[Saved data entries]
╭──

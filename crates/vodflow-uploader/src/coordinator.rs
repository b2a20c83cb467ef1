//! Resume-or-restart decisions for selected files.

use std::io::SeekFrom;
use std::path::Path;
use std::sync::Arc;

use tokio::io::{AsyncReadExt, AsyncSeekExt};
use tracing::{info, warn};

use vodflow_models::{UploadFingerprint, UploadState, VideoId};

use crate::error::UploadResult;
use crate::fingerprint::fingerprint_file;
use crate::state_store::FingerprintStore;
use crate::transport::{RemoteVideo, UploadTransport};

/// Default transfer chunk size (4 MiB).
pub const DEFAULT_CHUNK_SIZE: usize = 4 * 1024 * 1024;

/// What to do with a newly selected file.
#[derive(Debug)]
pub enum UploadPlan {
    /// No usable prior state; a new upload session is needed.
    Fresh {
        fingerprint: UploadFingerprint,
        total_size: u64,
    },
    /// A prior partial upload exists server-side. The caller chooses
    /// between [`ResumeCoordinator::resume`] and
    /// [`ResumeCoordinator::discard_and_restart`].
    Resumable {
        fingerprint: UploadFingerprint,
        total_size: u64,
        video: RemoteVideo,
        bytes_uploaded: u64,
    },
}

/// Drives resumable uploads against the transport, keeping the
/// [`FingerprintStore`] in sync with every server acknowledgment.
pub struct ResumeCoordinator {
    transport: Arc<dyn UploadTransport>,
    store: Arc<FingerprintStore>,
    chunk_size: usize,
}

impl ResumeCoordinator {
    pub fn new(transport: Arc<dyn UploadTransport>, store: Arc<FingerprintStore>) -> Self {
        Self {
            transport,
            store,
            chunk_size: DEFAULT_CHUNK_SIZE,
        }
    }

    /// Override the transfer chunk size.
    pub fn with_chunk_size(mut self, chunk_size: usize) -> Self {
        self.chunk_size = chunk_size;
        self
    }

    /// Fingerprint `path` and decide whether its upload can resume.
    ///
    /// A state entry whose remote video has been deleted is cleared here and
    /// the flow falls back to a fresh upload; staleness is detected, not
    /// prevented.
    pub async fn prepare(&self, path: &Path) -> UploadResult<UploadPlan> {
        let (fingerprint, total_size) = fingerprint_file(path).await?;

        let Some(state) = self.store.get(&fingerprint).await else {
            return Ok(UploadPlan::Fresh {
                fingerprint,
                total_size,
            });
        };

        match self.transport.get_video(&state.video_id).await {
            Ok(video) => {
                info!(
                    video_id = %video.video_id,
                    bytes_uploaded = state.bytes_uploaded,
                    "Found resumable upload"
                );
                Ok(UploadPlan::Resumable {
                    fingerprint,
                    total_size,
                    video,
                    bytes_uploaded: state.bytes_uploaded,
                })
            }
            Err(e) if e.is_not_found() => {
                warn!(
                    video_id = %state.video_id,
                    "Stored upload state references a deleted video, starting over"
                );
                self.store.remove(&fingerprint).await?;
                Ok(UploadPlan::Fresh {
                    fingerprint,
                    total_size,
                })
            }
            Err(e) => Err(e),
        }
    }

    /// Start a brand-new upload session and transfer the whole file.
    pub async fn upload_fresh(
        &self,
        path: &Path,
        title: &str,
        fingerprint: UploadFingerprint,
        total_size: u64,
    ) -> UploadResult<VideoId> {
        let video_id = self
            .transport
            .start_upload(&fingerprint, title, total_size)
            .await?;
        // Persist before the first chunk so a crash right here still resumes.
        self.store
            .put(
                fingerprint.clone(),
                UploadState::new(video_id.clone(), 0),
            )
            .await?;

        self.transfer(path, &fingerprint, &video_id, 0, total_size)
            .await?;
        Ok(video_id)
    }

    /// Continue a prior upload from its acknowledged offset.
    ///
    /// Only the remaining bytes are transmitted; nothing the server already
    /// acknowledged is re-sent.
    pub async fn resume(
        &self,
        path: &Path,
        fingerprint: UploadFingerprint,
        video_id: VideoId,
        bytes_uploaded: u64,
        total_size: u64,
    ) -> UploadResult<VideoId> {
        info!(
            video_id = %video_id,
            from_offset = bytes_uploaded,
            "Resuming upload"
        );
        self.transfer(path, &fingerprint, &video_id, bytes_uploaded, total_size)
            .await?;
        Ok(video_id)
    }

    /// Throw away the prior partial upload and start fresh.
    pub async fn discard_and_restart(
        &self,
        path: &Path,
        title: &str,
        fingerprint: UploadFingerprint,
        total_size: u64,
    ) -> UploadResult<VideoId> {
        self.store.remove(&fingerprint).await?;
        self.upload_fresh(path, title, fingerprint, total_size).await
    }

    /// Chunk loop: read from `offset`, send, persist each acknowledged
    /// offset, finalize, and clear the state entry.
    async fn transfer(
        &self,
        path: &Path,
        fingerprint: &UploadFingerprint,
        video_id: &VideoId,
        offset: u64,
        total_size: u64,
    ) -> UploadResult<()> {
        let mut file = tokio::fs::File::open(path).await?;
        file.seek(SeekFrom::Start(offset)).await?;

        let mut buf = vec![0u8; self.chunk_size];
        let mut offset = offset;

        while offset < total_size {
            let n = file.read(&mut buf).await?;
            if n == 0 {
                break;
            }

            let acked = self
                .transport
                .upload_chunk(video_id, offset, &buf[..n])
                .await?;
            // The server's offset is authoritative; re-align the read
            // position if it acknowledged more or less than this chunk.
            if acked != offset + n as u64 {
                file.seek(SeekFrom::Start(acked)).await?;
            }
            offset = acked;
            self.store
                .put(
                    fingerprint.clone(),
                    UploadState::new(video_id.clone(), offset),
                )
                .await?;
        }

        self.transport.complete(video_id).await?;
        self.store.remove(fingerprint).await?;
        info!(video_id = %video_id, bytes = total_size, "Upload complete");
        Ok(())
    }
}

╰──

= Exercise prompt =
Look back at the entries above and repeat, unchanged, every line from the line holding "let acked = self" through the line holding "if acked != offset".

= Your solution =
            let acked = self
                .transport
                .upload_chunk(video_id, offset, &buf[..n])
                .await?;
            // The server's offset is authoritative; re-align the read
            // position if it acknowledged more or less than this chunk.
            if acked != offset + n as u64 {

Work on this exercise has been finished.